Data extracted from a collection
════════
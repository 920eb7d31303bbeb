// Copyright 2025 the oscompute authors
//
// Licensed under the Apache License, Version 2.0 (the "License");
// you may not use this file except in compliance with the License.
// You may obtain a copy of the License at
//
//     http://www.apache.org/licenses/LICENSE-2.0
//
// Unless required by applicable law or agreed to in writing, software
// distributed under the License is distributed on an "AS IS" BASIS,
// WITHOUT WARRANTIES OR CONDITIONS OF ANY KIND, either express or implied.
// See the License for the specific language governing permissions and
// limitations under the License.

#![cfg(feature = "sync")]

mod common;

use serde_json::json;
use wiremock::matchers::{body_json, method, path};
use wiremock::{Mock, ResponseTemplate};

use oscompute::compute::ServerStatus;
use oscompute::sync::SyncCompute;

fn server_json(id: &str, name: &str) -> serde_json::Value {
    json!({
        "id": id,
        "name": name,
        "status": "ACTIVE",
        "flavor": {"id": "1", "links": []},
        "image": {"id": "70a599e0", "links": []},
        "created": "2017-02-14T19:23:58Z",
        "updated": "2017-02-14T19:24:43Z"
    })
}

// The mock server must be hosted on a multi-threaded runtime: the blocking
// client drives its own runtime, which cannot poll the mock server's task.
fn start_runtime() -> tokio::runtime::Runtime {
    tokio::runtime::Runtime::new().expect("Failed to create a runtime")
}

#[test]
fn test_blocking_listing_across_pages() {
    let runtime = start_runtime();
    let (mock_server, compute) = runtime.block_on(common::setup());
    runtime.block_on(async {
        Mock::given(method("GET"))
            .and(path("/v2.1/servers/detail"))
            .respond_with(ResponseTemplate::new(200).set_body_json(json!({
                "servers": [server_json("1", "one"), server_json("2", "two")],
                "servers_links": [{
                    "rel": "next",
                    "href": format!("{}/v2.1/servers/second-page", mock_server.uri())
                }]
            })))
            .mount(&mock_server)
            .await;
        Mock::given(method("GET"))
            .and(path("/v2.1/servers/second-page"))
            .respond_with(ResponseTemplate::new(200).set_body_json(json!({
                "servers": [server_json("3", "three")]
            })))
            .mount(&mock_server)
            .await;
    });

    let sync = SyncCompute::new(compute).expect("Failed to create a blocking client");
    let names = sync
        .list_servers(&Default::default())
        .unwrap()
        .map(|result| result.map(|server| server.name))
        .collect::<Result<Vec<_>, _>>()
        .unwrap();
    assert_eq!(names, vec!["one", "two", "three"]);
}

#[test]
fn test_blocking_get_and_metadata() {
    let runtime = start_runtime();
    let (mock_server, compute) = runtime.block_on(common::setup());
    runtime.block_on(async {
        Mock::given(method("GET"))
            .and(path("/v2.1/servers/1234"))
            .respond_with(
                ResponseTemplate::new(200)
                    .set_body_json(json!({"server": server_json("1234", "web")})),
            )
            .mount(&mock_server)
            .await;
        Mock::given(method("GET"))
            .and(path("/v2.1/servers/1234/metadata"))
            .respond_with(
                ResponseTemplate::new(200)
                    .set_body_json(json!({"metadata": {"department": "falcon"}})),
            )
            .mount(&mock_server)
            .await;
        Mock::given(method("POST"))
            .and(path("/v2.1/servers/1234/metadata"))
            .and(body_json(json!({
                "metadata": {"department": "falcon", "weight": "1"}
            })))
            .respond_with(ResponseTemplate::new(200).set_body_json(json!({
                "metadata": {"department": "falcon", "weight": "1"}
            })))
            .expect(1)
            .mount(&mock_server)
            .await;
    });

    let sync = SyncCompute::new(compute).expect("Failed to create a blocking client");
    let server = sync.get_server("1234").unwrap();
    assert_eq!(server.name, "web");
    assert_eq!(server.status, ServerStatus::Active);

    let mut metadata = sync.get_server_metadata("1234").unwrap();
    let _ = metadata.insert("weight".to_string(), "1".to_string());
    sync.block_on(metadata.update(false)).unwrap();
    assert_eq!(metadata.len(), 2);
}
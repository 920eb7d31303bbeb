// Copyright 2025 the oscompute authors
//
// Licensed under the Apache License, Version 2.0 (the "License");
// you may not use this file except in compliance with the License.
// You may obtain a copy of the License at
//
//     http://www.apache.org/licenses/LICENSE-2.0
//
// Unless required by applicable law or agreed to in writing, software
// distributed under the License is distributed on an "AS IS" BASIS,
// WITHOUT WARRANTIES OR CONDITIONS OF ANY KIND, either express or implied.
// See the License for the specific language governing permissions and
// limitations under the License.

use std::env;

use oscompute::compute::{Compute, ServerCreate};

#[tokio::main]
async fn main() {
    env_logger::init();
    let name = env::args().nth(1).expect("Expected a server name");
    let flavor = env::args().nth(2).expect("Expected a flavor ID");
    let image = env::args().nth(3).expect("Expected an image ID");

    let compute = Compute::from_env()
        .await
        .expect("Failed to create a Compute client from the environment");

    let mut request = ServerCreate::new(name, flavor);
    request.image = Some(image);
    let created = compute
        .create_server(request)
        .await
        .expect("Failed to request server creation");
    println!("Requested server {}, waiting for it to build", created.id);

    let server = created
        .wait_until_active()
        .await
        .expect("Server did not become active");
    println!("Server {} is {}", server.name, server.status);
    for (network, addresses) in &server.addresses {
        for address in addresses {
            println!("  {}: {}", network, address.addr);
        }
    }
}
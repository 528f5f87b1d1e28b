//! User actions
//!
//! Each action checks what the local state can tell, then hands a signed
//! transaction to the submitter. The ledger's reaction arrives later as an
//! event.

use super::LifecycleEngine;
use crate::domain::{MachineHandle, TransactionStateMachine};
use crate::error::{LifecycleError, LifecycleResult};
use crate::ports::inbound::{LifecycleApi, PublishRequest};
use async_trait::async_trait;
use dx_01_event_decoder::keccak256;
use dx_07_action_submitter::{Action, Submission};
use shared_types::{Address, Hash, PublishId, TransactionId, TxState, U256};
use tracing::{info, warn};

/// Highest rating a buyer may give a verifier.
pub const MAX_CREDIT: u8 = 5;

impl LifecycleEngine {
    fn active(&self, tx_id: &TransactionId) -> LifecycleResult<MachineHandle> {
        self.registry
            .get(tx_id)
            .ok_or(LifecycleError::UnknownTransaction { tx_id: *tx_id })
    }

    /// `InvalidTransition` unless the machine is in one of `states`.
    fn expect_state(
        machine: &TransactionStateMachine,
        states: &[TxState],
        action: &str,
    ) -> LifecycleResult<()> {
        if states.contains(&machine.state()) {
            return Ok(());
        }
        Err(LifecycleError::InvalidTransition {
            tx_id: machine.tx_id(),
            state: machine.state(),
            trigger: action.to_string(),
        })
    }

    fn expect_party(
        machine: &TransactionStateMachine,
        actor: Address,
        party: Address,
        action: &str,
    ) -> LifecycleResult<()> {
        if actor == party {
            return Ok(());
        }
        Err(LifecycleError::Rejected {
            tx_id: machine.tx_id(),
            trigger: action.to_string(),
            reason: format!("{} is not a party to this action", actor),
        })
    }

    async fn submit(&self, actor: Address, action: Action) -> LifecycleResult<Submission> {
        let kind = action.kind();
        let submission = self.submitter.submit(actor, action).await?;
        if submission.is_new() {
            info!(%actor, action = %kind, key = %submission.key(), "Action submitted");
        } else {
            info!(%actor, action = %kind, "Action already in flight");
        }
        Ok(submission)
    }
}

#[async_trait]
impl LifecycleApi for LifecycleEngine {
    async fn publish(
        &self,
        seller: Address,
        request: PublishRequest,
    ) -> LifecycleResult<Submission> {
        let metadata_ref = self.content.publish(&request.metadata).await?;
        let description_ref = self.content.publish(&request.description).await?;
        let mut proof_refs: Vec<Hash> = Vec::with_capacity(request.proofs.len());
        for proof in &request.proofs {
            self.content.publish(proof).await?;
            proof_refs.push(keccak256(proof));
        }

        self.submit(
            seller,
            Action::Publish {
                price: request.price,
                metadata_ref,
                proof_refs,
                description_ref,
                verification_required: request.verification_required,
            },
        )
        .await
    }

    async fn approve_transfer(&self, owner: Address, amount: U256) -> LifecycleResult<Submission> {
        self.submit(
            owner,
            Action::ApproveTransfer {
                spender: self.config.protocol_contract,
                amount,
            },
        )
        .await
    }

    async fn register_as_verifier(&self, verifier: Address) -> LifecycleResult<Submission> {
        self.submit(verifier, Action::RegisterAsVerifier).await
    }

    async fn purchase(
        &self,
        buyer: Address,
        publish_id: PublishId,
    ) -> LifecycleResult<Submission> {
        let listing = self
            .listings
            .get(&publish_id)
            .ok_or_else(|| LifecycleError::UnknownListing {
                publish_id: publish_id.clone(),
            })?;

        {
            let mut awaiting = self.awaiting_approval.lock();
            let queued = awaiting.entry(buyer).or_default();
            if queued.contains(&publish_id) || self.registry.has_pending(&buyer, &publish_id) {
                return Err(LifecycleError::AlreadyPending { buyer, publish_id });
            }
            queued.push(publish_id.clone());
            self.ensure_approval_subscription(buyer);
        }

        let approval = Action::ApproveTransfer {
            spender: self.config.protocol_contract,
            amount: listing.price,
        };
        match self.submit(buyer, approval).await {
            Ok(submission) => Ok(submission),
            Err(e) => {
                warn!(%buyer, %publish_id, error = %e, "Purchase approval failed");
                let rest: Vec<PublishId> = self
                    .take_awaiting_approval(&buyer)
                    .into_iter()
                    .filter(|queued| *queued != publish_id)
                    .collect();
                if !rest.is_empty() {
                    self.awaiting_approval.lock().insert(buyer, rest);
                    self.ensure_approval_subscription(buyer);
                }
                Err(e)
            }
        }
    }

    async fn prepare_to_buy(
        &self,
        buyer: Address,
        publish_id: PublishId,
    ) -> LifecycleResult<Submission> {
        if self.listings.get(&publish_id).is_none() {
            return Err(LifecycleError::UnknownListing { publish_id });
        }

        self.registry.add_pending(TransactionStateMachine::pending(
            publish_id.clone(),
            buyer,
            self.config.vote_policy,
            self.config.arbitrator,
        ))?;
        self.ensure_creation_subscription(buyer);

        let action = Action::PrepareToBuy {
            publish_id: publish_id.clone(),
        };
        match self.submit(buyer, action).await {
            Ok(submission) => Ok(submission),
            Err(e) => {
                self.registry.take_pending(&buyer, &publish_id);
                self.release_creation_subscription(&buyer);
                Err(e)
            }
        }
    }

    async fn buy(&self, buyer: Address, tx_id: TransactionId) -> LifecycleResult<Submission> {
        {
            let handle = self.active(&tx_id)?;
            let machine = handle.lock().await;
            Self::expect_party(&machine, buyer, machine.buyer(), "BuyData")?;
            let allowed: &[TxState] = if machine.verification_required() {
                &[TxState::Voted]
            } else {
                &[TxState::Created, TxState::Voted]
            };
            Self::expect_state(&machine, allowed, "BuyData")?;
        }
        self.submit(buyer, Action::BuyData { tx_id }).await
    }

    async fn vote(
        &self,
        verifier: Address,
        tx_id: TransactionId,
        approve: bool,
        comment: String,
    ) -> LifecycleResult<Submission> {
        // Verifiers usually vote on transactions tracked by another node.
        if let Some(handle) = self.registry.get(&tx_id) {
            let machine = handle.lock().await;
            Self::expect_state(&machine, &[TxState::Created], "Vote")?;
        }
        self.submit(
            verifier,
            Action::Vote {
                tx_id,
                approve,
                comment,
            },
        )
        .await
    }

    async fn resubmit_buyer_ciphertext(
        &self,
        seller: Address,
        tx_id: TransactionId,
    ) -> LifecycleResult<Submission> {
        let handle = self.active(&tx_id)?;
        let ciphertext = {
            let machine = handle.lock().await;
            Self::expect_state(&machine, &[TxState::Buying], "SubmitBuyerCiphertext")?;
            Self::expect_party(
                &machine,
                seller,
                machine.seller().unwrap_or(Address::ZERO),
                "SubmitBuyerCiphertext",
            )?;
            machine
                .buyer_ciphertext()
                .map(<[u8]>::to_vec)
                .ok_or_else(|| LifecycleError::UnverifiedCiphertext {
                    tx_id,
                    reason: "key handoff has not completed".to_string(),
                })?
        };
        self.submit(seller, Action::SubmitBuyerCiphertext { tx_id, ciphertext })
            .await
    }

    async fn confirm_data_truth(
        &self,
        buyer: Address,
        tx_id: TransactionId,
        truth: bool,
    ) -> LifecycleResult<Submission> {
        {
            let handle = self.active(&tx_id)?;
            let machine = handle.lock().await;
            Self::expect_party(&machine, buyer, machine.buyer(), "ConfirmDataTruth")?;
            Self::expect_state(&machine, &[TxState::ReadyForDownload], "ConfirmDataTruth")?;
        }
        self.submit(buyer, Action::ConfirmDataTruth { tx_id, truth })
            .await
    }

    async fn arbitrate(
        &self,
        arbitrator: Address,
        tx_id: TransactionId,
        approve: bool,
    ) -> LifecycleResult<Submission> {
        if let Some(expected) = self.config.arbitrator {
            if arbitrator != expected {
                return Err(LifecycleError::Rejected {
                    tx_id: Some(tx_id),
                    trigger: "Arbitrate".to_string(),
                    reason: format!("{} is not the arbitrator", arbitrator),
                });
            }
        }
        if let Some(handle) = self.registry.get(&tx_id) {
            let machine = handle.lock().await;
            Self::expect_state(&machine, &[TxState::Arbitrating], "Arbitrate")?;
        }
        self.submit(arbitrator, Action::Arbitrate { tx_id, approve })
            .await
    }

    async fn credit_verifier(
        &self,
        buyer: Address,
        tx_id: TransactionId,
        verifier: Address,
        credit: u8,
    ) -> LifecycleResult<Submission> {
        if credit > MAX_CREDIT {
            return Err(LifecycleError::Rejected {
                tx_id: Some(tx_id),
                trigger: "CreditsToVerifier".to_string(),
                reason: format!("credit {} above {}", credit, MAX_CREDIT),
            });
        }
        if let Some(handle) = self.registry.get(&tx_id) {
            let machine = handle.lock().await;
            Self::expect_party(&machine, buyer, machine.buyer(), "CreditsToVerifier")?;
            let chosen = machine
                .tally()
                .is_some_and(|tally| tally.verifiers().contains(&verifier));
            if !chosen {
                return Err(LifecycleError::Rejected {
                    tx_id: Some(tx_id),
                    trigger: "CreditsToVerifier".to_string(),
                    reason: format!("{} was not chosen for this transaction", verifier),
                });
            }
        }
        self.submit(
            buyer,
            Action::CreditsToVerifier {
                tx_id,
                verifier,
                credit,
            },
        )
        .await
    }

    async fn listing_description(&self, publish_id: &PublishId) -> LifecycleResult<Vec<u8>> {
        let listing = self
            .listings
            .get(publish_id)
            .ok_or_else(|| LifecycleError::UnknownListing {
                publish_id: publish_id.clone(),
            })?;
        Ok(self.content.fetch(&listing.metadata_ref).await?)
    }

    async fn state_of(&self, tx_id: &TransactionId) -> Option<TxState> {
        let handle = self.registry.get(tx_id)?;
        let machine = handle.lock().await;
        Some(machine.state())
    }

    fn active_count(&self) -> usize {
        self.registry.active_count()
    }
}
════════
Copy down every line of the entries containing the word "TransactionStateMachine".

§ **Expected output**
use crate::domain::{MachineHandle, TransactionStateMachine};
        machine: &TransactionStateMachine,
        machine: &TransactionStateMachine,
        self.registry.add_pending(TransactionStateMachine::pending(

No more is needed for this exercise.